## What you should do
With both ends included, transcribe exactly the records below from their first line to the line that contains "PartialEq, Eq, Hash)]".

Data excerpts Start Marker

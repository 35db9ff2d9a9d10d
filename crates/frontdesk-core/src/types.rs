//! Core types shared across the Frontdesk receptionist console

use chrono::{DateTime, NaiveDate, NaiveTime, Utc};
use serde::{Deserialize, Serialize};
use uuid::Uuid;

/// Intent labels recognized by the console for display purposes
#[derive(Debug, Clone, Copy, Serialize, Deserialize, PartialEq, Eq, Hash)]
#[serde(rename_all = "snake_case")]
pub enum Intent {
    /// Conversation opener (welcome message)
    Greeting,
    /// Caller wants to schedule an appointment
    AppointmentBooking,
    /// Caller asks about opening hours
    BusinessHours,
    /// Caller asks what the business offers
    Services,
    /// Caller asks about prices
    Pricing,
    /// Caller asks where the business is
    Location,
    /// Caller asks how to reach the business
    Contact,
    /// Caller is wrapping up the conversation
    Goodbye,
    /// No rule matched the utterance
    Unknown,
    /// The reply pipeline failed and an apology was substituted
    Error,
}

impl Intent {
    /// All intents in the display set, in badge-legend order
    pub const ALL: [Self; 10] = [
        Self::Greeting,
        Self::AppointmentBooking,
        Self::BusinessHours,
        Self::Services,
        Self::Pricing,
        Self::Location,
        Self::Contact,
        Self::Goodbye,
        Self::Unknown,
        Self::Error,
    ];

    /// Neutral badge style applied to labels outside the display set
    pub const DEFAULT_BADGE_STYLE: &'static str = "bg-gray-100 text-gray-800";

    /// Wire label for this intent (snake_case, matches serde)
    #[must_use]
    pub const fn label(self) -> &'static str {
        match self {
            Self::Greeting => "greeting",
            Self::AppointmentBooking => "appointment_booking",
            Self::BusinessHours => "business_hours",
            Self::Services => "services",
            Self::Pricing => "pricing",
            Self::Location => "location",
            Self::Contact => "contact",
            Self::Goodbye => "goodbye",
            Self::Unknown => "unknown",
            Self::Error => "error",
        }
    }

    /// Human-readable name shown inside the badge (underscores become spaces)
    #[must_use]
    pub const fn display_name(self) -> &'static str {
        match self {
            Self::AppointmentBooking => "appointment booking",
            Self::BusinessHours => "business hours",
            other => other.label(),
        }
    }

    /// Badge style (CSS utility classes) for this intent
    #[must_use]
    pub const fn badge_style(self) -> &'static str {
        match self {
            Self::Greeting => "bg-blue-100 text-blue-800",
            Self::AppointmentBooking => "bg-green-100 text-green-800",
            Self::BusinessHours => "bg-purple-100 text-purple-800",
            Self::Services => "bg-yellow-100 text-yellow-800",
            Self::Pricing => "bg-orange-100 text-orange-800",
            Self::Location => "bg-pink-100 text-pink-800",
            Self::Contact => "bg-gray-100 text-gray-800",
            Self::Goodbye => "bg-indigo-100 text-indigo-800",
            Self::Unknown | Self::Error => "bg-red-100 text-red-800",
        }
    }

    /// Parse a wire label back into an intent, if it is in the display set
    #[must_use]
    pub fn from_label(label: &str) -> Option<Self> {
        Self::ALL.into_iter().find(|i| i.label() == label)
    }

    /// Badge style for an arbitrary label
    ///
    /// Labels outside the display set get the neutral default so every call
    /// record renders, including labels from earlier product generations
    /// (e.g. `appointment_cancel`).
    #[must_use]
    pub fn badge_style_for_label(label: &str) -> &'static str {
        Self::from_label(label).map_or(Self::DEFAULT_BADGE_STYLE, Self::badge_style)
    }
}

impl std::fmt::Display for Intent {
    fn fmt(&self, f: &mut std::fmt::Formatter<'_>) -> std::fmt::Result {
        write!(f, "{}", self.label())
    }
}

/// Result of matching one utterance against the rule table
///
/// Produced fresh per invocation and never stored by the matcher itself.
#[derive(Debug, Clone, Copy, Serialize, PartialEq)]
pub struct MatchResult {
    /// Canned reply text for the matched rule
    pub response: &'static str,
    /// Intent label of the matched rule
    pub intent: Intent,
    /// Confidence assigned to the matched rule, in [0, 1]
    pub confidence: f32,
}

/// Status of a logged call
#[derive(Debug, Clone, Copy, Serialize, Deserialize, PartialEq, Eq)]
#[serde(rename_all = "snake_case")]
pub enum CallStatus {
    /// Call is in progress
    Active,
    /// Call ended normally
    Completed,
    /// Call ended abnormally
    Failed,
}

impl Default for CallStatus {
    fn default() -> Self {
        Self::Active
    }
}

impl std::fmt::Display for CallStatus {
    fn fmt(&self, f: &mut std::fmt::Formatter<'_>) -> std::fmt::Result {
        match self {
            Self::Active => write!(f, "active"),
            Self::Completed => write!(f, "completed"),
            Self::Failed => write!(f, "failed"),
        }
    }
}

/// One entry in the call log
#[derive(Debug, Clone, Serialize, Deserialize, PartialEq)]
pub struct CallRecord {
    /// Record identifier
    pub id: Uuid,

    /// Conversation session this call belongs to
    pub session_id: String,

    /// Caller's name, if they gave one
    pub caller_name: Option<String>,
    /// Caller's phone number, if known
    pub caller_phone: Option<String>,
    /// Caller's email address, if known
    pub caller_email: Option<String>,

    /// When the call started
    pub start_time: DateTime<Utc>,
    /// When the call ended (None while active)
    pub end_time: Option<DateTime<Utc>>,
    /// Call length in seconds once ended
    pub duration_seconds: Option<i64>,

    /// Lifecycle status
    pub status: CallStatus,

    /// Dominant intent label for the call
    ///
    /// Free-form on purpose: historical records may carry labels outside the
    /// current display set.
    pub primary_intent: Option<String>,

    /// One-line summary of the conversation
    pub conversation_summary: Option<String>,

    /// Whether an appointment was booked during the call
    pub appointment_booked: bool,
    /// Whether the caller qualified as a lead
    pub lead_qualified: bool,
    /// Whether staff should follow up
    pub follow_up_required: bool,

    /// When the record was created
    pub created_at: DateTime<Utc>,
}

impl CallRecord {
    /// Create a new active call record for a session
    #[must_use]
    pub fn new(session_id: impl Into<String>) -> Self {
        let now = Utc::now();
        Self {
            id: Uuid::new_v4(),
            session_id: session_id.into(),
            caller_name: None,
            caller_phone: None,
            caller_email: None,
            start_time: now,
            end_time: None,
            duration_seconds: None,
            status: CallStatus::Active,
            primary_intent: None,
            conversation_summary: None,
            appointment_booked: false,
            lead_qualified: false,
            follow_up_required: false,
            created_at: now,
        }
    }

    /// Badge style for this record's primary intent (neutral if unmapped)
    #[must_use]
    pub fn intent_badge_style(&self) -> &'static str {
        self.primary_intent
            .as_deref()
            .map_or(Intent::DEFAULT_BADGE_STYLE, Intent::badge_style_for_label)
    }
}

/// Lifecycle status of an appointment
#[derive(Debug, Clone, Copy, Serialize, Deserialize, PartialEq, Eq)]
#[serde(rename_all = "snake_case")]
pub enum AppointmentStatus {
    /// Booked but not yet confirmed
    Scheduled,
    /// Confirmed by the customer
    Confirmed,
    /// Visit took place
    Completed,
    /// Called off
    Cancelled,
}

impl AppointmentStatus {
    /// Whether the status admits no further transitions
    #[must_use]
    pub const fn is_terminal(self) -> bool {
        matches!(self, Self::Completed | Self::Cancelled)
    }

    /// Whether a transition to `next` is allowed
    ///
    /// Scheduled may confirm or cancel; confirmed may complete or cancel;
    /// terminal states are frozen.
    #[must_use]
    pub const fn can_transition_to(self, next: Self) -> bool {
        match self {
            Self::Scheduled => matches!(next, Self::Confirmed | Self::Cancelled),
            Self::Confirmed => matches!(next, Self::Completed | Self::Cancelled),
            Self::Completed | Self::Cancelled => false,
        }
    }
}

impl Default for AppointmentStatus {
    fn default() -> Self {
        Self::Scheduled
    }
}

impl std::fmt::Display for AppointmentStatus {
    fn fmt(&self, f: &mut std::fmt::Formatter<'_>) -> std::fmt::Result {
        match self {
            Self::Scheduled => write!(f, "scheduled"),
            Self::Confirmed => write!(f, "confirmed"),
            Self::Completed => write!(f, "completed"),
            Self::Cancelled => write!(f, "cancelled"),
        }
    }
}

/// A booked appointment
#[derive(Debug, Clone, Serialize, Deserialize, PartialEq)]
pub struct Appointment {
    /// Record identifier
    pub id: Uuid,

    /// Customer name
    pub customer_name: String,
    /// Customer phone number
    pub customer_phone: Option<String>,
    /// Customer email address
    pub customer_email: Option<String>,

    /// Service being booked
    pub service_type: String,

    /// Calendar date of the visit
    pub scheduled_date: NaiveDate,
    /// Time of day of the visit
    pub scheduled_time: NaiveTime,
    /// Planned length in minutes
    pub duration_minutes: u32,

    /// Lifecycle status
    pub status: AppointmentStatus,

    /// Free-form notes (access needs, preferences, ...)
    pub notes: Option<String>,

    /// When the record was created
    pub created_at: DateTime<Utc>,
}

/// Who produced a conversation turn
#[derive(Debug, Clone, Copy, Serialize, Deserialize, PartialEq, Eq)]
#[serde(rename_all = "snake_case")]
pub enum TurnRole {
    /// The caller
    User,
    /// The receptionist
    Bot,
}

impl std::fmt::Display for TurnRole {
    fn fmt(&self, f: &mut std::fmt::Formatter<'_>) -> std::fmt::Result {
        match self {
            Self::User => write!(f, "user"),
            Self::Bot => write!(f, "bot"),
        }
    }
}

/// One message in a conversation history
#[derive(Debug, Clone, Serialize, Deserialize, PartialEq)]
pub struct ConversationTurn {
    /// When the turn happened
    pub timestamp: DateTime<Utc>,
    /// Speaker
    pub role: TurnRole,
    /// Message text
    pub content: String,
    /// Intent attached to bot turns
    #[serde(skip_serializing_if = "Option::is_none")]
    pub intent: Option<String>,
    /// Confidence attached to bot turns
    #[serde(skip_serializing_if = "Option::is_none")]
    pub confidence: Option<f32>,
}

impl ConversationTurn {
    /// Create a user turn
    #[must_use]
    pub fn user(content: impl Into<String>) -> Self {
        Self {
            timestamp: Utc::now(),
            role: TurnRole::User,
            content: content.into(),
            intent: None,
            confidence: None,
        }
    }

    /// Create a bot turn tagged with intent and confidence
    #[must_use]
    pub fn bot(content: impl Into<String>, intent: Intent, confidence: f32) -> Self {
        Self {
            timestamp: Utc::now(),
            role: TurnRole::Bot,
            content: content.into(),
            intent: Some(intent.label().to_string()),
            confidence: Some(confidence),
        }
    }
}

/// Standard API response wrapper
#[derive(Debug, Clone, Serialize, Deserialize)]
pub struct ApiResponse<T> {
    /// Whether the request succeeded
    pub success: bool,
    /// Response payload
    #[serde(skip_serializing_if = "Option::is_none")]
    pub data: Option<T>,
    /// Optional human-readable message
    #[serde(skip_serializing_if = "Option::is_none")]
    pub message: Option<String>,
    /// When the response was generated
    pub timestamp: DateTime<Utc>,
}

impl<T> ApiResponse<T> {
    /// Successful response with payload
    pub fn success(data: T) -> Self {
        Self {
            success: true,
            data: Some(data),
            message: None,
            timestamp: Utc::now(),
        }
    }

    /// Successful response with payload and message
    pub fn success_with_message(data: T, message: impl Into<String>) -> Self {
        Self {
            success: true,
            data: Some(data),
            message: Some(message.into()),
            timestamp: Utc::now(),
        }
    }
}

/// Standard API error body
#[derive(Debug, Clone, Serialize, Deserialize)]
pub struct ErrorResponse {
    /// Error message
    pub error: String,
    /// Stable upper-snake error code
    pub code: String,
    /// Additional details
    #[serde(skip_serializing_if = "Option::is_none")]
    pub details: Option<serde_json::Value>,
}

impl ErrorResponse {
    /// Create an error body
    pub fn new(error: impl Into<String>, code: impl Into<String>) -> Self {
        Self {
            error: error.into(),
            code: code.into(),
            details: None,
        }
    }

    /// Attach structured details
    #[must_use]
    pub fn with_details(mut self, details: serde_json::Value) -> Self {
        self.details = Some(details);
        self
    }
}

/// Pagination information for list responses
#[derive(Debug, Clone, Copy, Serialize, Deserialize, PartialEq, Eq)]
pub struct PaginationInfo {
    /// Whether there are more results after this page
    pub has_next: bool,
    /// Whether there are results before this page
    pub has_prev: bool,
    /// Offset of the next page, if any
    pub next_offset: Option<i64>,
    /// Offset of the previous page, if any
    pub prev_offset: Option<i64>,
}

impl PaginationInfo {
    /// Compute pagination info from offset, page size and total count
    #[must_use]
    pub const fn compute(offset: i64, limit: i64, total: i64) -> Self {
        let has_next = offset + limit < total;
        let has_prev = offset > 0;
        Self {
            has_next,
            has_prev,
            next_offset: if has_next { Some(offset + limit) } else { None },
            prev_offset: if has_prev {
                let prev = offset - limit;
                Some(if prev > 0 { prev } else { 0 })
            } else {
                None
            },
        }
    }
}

Data excerpts End Marker

## Written response
repository 35db9ff2d9a9d10d
filename crates/frontdesk-core/src/types.rs
//! Core types shared across the Frontdesk receptionist console

use chrono::{DateTime, NaiveDate, NaiveTime, Utc};
use serde::{Deserialize, Serialize};
use uuid::Uuid;

/// Intent labels recognized by the console for display purposes
#[derive(Debug, Clone, Copy, Serialize, Deserialize, PartialEq, Eq, Hash)]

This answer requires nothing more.